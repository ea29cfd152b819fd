//! HTTP route handlers for admin.
//!
//! # Route Structure
//!
//! ```text
//! GET  /health                               - Health check (in main)
//!
//! # Auth (shared access key -> capability cookie)
//! GET  /login                                - Login page
//! POST /login                                - Exchange access key for cookie
//! POST /logout                               - Clear the cookie
//!
//! # Products
//! GET  /products                             - Product listing
//! GET  /products/new                         - Blank product form
//! POST /products                             - Create product
//! GET  /products/{id}                        - Edit form with gallery editor
//! POST /products/{id}                        - Update attributes
//! POST /products/{id}/toggle                 - Flip storefront visibility
//! POST /products/{id}/delete                 - Delete product
//!
//! # Gallery editing (HTMX partials)
//! POST /products/{id}/gallery/upload         - Transcode + store + append
//! POST /products/{id}/gallery/{index}/primary - Mark cover image
//! POST /products/{id}/gallery/{index}/remove  - Remove asset
//! POST /products/{id}/gallery/move           - Reorder assets
//! POST /products/{id}/gallery/save           - Persist working gallery
//! POST /products/{id}/gallery/discard        - Reset to persisted gallery
//! ```

pub mod auth;
pub mod gallery;
pub mod products;

use axum::{
    Router,
    response::Redirect,
    routing::{get, post},
};

use crate::state::AppState;

/// Build the admin router.
pub fn routes() -> Router<AppState> {
    Router::new()
        .route("/", get(|| async { Redirect::to("/products") }))
        .route("/login", get(auth::login_page).post(auth::login))
        .route("/logout", post(auth::logout))
        .route("/products", get(products::index).post(products::create))
        .route("/products/new", get(products::new_form))
        .route("/products/{id}", get(products::edit_form).post(products::update))
        .route("/products/{id}/toggle", post(products::toggle_active))
        .route("/products/{id}/delete", post(products::delete))
        .route("/products/{id}/gallery/upload", post(gallery::upload))
        .route(
            "/products/{id}/gallery/{index}/primary",
            post(gallery::set_primary),
        )
        .route(
            "/products/{id}/gallery/{index}/remove",
            post(gallery::remove),
        )
        .route("/products/{id}/gallery/move", post(gallery::move_asset))
        .route("/products/{id}/gallery/save", post(gallery::save))
        .route("/products/{id}/gallery/discard", post(gallery::discard))
}
//! Storefront configuration loaded from environment variables.
//!
//! # Environment Variables
//!
//! ## Required
//! - `STOREFRONT_DATABASE_URL` - `PostgreSQL` connection string
//! - `STOREFRONT_BASE_URL` - Public URL for the storefront
//!
//! ## Optional
//! - `STOREFRONT_HOST` - Bind address (default: 127.0.0.1)
//! - `STOREFRONT_PORT` - Listen port (default: 3000)
//! - `CATALOG_CACHE_TTL_SECS` - Product cache TTL (default: 60)
//! - `SENTRY_DSN` - Sentry error tracking DSN

use std::net::{IpAddr, SocketAddr};

use secrecy::SecretString;
use thiserror::Error;

const DEFAULT_CACHE_TTL_SECS: u64 = 60;

/// Configuration errors that can occur during loading.
#[derive(Debug, Error)]
pub enum ConfigError {
    #[error("Missing environment variable: {0}")]
    MissingEnvVar(String),
    #[error("Invalid environment variable {0}: {1}")]
    InvalidEnvVar(String, String),
}

/// Storefront application configuration.
#[derive(Debug, Clone)]
pub struct StorefrontConfig {
    /// `PostgreSQL` database connection URL (contains password)
    pub database_url: SecretString,
    /// IP address to bind the server to
    pub host: IpAddr,
    /// Port to listen on
    pub port: u16,
    /// Public base URL for the storefront
    pub base_url: String,
    /// How long catalog reads may be served from cache
    pub cache_ttl_secs: u64,
    /// Sentry DSN for error tracking
    pub sentry_dsn: Option<String>,
    /// Sentry environment (e.g., "development", "staging", "production")
    pub sentry_environment: Option<String>,
    /// Sentry error sample rate (0.0 to 1.0)
    pub sentry_sample_rate: f32,
    /// Sentry traces sample rate for performance monitoring (0.0 to 1.0)
    pub sentry_traces_sample_rate: f32,
}

impl StorefrontConfig {
    /// Load configuration from environment variables.
    ///
    /// Calls `dotenvy::dotenv()` to load from `.env` file if present.
    ///
    /// # Errors
    ///
    /// Returns `ConfigError` if required variables are missing or invalid.
    pub fn from_env() -> Result<Self, ConfigError> {
        // Load .env file if present (ignore errors if not found)
        let _ = dotenvy::dotenv();

        let database_url = get_database_url("STOREFRONT_DATABASE_URL")?;
        let host = get_env_or_default("STOREFRONT_HOST", "127.0.0.1")
            .parse::<IpAddr>()
            .map_err(|e| {
                ConfigError::InvalidEnvVar("STOREFRONT_HOST".to_string(), e.to_string())
            })?;
        let port = get_env_or_default("STOREFRONT_PORT", "3000")
            .parse::<u16>()
            .map_err(|e| {
                ConfigError::InvalidEnvVar("STOREFRONT_PORT".to_string(), e.to_string())
            })?;
        let base_url = get_required_env("STOREFRONT_BASE_URL")?;
        let cache_ttl_secs = get_env_or_default(
            "CATALOG_CACHE_TTL_SECS",
            &DEFAULT_CACHE_TTL_SECS.to_string(),
        )
        .parse::<u64>()
        .map_err(|e| {
            ConfigError::InvalidEnvVar("CATALOG_CACHE_TTL_SECS".to_string(), e.to_string())
        })?;

        let sentry_dsn = get_optional_env("SENTRY_DSN");
        let sentry_environment = get_optional_env("SENTRY_ENVIRONMENT");
        let sentry_sample_rate = get_optional_env("SENTRY_SAMPLE_RATE")
            .and_then(|s| s.parse().ok())
            .unwrap_or(1.0);
        let sentry_traces_sample_rate = get_optional_env("SENTRY_TRACES_SAMPLE_RATE")
            .and_then(|s| s.parse().ok())
            .unwrap_or(1.0);

        Ok(Self {
            database_url,
            host,
            port,
            base_url,
            cache_ttl_secs,
            sentry_dsn,
            sentry_environment,
            sentry_sample_rate,
            sentry_traces_sample_rate,
        })
    }

    /// Returns the socket address for binding the server.
    #[must_use]
    pub const fn socket_addr(&self) -> SocketAddr {
        SocketAddr::new(self.host, self.port)
    }
}

// =============================================================================
// Helper Functions
// =============================================================================

/// Get a required environment variable.
fn get_required_env(key: &str) -> Result<String, ConfigError> {
    std::env::var(key).map_err(|_| ConfigError::MissingEnvVar(key.to_string()))
}

/// Get database URL with fallback to generic `DATABASE_URL` (used by Fly.io postgres attach).
fn get_database_url(primary_key: &str) -> Result<SecretString, ConfigError> {
    if let Ok(value) = std::env::var(primary_key) {
        return Ok(SecretString::from(value));
    }
    if let Ok(value) = std::env::var("DATABASE_URL") {
        return Ok(SecretString::from(value));
    }
    Err(ConfigError::MissingEnvVar(primary_key.to_string()))
}

/// Get an optional environment variable.
fn get_optional_env(key: &str) -> Option<String> {
    std::env::var(key).ok()
}

/// Get an environment variable with a default value.
fn get_env_or_default(key: &str, default: &str) -> String {
    std::env::var(key).unwrap_or_else(|_| default.to_string())
}
//! Executes one SQL statement and materializes every result row.

// used for statement preparation and parameter binding
use rusqlite::Connection;
use serde_json::{Map, Value};
use tracing::debug;

use crate::error::Result;
use crate::value;

/// A single result row: column name to JSON value, in declared column order.
pub type Row = Map<String, Value>;

/// Runs `sql` with the given bindings and returns the complete result set.
///
/// Named placeholders are matched against the binding map with their marker
/// character (`:`, `@` or `$`) stripped; a placeholder with no matching
/// binding stays NULL. Column names come from the statement's own metadata,
/// never from the data. The statement is stepped to completion before
/// anything is returned, so a pure DDL/DML statement yields an empty result
/// set and any engine failure surfaces before output construction begins.
pub fn run(conn: &Connection, sql: &str, bindings: &Map<String, Value>) -> Result<Vec<Row>> {
    let mut stmt = conn.prepare(sql)?;

    for index in 1..=stmt.parameter_count() {
        let name = match stmt.parameter_name(index) {
            Some(placeholder) => placeholder.trim_start_matches([':', '@', '$']).to_string(),
            // positional slots have no name to look up, leave them NULL
            None => continue,
        };
        match bindings.get(&name) {
            Some(bound) => {
                let parameter = value::json_to_sql(&name, bound)?;
                stmt.raw_bind_parameter(index, parameter)?;
            }
            None => debug!(placeholder = %name, "no binding supplied, staying NULL"),
        }
    }

    let columns: Vec<String> = stmt.column_names().iter().map(|c| c.to_string()).collect();
    let mut records = Vec::new();
    let mut rows = stmt.raw_query();
    while let Some(row) = rows.next()? {
        let mut record = Row::new();
        for (index, column) in columns.iter().enumerate() {
            let cell = row.get_ref(index)?;
            record.insert(column.clone(), value::column_to_json(column, cell)?);
        }
        records.push(record);
    }
    debug!(rows = records.len(), "query complete");
    Ok(records)
}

——

PROBLEM: Among the lines of the material above, find those with the word "NULL". Copy each one.

TASK RESPONSE:
/// binding stays NULL. Column names come from the statement's own metadata,
            // positional slots have no name to look up, leave them NULL
            None => debug!(placeholder = %name, "no binding supplied, staying NULL"),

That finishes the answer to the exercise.